Single Session Therapy
Single Session Therapy
Single session therapy (SST), often called One at a Time Therapy (OAATT) has been on the Ontario service landscape since the very early 2000’s. Often thought of as a way to address long waitlists, SST emerged as a means to get services to people in their time of need; an ethical part of a diverse service menu (Cooper, 2024). The single session pathway continues to grow nationally and internationally as feedback notes people who use SST are at least as satisfied and show as much improvement (including long-term and ripple effect changes) when compared to people who opted for longer-term therapy (Rosenbaum, Hoyt & Talmon, 1990; Hoyt, Rosenbaum & Talmon, 1992; Talmon, 1990, 1993).
Single-session therapy has been described in many ways. Some note it’s a mind-set, a methodology, or a model of practice. We understand it as a process; a way of being with people in conversation, mutually influential, dialogic, and where possibilities emerge through the interaction in one conversation and ripple out into everyday life. These conversations are hope-friendly and possibility-rich.
This process-oriented approach coheres around several key concepts: collaboration, dialogue, foregrounding local and insider knowledge, privileging story over labels, and the belief that meaningful change can spark and ripple out from even a single encounter.
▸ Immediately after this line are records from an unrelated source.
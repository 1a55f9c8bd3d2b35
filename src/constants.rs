//! Tuning profiles
//!
//! Every platform variant of the copy and fill routines runs the same algorithm; they differ only
//! in word widths and in the byte counts at which wider transfers start paying off.  Those knobs
//! are collected here.
//!
//! This file is also loaded by the build script, which rejects inconsistent profiles before the
//! crate is compiled.  Keep it free of references to anything but `crate::word`.

use crate::word::Word;

/// Compile-time parameters of the copy and fill engines.
pub trait Profile {
    /// Word moved by the large copy tier.
    type CopyLargeWord: Word;
    /// Word moved by the medium copy tier.
    type CopyMediumWord: Word;
    /// Pattern word stored by the fill engine.
    type FillWord: Word;

    /// Smallest byte count copied in large blocks.
    const COPY_LARGE_MIN: usize;
    /// Bytes per large copy block.
    const COPY_LARGE_BLOCK: usize;
    /// Smallest byte count copied in medium blocks.  Below this, copies are byte-at-a-time.
    const COPY_MEDIUM_MIN: usize;
    /// Bytes per medium copy block.
    const COPY_MEDIUM_BLOCK: usize;

    /// Smallest byte count filled with pattern words.  Below this, fills are byte-at-a-time.
    const FILL_BLOCK_MIN: usize;
    /// Bytes per fill block.
    const FILL_BLOCK: usize;
    /// Bytes per fill sub-block, used for what remains after whole blocks.
    const FILL_SUB_BLOCK: usize;
}

/// 32-byte copy blocks of four double-words, 16-byte blocks of four words, 32-byte fill blocks of
/// eight words.
pub struct Standard;

impl Profile for Standard {
    type CopyLargeWord = u64;
    type CopyMediumWord = u32;
    type FillWord = u32;

    const COPY_LARGE_MIN: usize = 128;
    const COPY_LARGE_BLOCK: usize = 32;
    const COPY_MEDIUM_MIN: usize = 20;
    const COPY_MEDIUM_BLOCK: usize = 16;

    const FILL_BLOCK_MIN: usize = 32;
    const FILL_BLOCK: usize = 32;
    const FILL_SUB_BLOCK: usize = 8;
}

/// Same thresholds as [`Standard`], but never issues 64-bit accesses.  Large copy blocks are
/// eight words.
pub struct Narrow;

impl Profile for Narrow {
    type CopyLargeWord = u32;
    type CopyMediumWord = u32;
    type FillWord = u32;

    const COPY_LARGE_MIN: usize = 128;
    const COPY_LARGE_BLOCK: usize = 32;
    const COPY_MEDIUM_MIN: usize = 20;
    const COPY_MEDIUM_BLOCK: usize = 16;

    const FILL_BLOCK_MIN: usize = 32;
    const FILL_BLOCK: usize = 32;
    const FILL_SUB_BLOCK: usize = 8;
}

/// Profile used by [`crate::copy()`], [`crate::fill()`] and the exported symbols.
#[cfg(not(feature = "narrow"))]
pub type ActiveProfile = Standard;

/// Profile used by [`crate::copy()`], [`crate::fill()`] and the exported symbols.
#[cfg(feature = "narrow")]
pub type ActiveProfile = Narrow;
Rather than being tied to specific techniques, SST as a process is responsive and adaptive to the unfolding interaction in the conversation.
In short, SST involves:
Joining with people in dialogue around descriptions of life that are significant and pressing to them.
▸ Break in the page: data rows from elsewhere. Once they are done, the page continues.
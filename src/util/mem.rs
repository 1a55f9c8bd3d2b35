//! Safe, panic-free wrappers around the copy and fill engines.

use crate::copy::copy;
use crate::fill::fill;
use core::ops::Range;

/// A requested range does not fit in the buffer it refers to.
#[derive(Clone, Copy, Debug, PartialEq, Eq)]
pub struct OutOfBounds;

/// Copies elements from `src` to `dst`
pub fn copy_array<T: Copy, const N: usize>(dst: &mut [T; N], src: &[T; N]) {
    if N == 0 {
        return;
    }

    // Safety: both arrays are exactly N elements and the borrow checker keeps them distinct.
    unsafe {
        copy(
            dst.as_mut_ptr() as *mut u8,
            src.as_ptr() as *const u8,
            N * core::mem::size_of::<T>(),
        )
    };
}

/// Copies as many bytes as both slices hold, returning the count.
pub fn copy_slice(dst: &mut [u8], src: &[u8]) -> usize {
    let n = dst.len().min(src.len());
    unsafe { copy(dst.as_mut_ptr(), src.as_ptr(), n) };
    n
}

/// Copies `buf[src]` to `buf[dest..]`, allowing the two ranges to overlap.
pub fn copy_within(buf: &mut [u8], src: Range<usize>, dest: usize) -> Result<(), OutOfBounds> {
    if src.start > src.end || src.end > buf.len() {
        return Err(OutOfBounds);
    }
    let n = src.end - src.start;
    let dest_end = dest.checked_add(n).ok_or(OutOfBounds)?;
    if dest_end > buf.len() {
        return Err(OutOfBounds);
    }

    // Safety: both ranges were checked against the buffer length above.
    unsafe {
        let base = buf.as_mut_ptr();
        copy(base.add(dest), base.add(src.start), n)
    };
    Ok(())
}

pub fn fill_slice(buf: &mut [u8], value: u8) {
    unsafe { fill(buf.as_mut_ptr(), value.into(), buf.len()) };
}

pub fn zero(buf: &mut [u8]) {
    fill_slice(buf, 0);
}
Engaging in meaning-making, getting onto more preferred understandings of self and life.
Co-exploring and reflecting on those more preferred moments and different ways of being in life that might be available.
Engaging with people in choice-making about these options that are based on their lived experience.
Inviting people to take a look at the various proposals for action connected to all this and inviting them to contextualize them into their everyday life.
These gatherings are ceremony; they have to do with process, migration of identity, movement, visibility, connection, tellings and re-tellings, utilizing markers of movement, tools of visibility, highlighting revised or emergent identity.
Take-away materials are co-crafted and inclusive of the many different mediums every-day know-how can be represented by- documents, sculptures, paintings, needle work, dance, song, poetry, enactment, photography, etc.
All this is embedded within the relational ethics framework in which we give continual attention to how we do what do and the possible effects on shaping people’s real lives. How do we have conversations in which people experience themselves as able to shape and direct their lives? How do we assist people to come to know themselves in preferred ways? How do we resist assisting people to accommodate to oppression and injustice? How do we invite people to identify meaningful relationships that will be there to support their efforts and shore them up in times of distress? How do we assist conversations to live on past the face-to-face contact to be there for people when they need them?
References:
Bateson, N. (2023). Combining. Triarchy Press.
Cooper, S. J. (2024). Brief narrative practice in single-session therapy. Routledge.
Hoyt, M. F., Rosenbaum, R., Talmon, M. (1992). Planned single-session psychotherapy. In: S. H. Budman, M. F, Hoyt, S. Friedman, (Eds.). The first session in brief therapy, New York: The Guildford Press.
Rosenbaum, R., Hoyt, M. F., & Talmon, M. (1990). The challenge of single-session therapies: Creating pivotal moments. In R. A. Wells & V. J. Giannetti (Eds.), Handbook of brief psychotherapies (pp. 165–189). Plenum Press.
Talmon, M. (1990). Single-session therapy: Maximizing the effect of the first (and often only) therapeutic encounter. San Francisco: Jossey- Bass Publishers.
Talmon, M. (1993). Single-Session Solutions: A guide to practical, effective, and affordable therapy. Addison-Wesley Pub.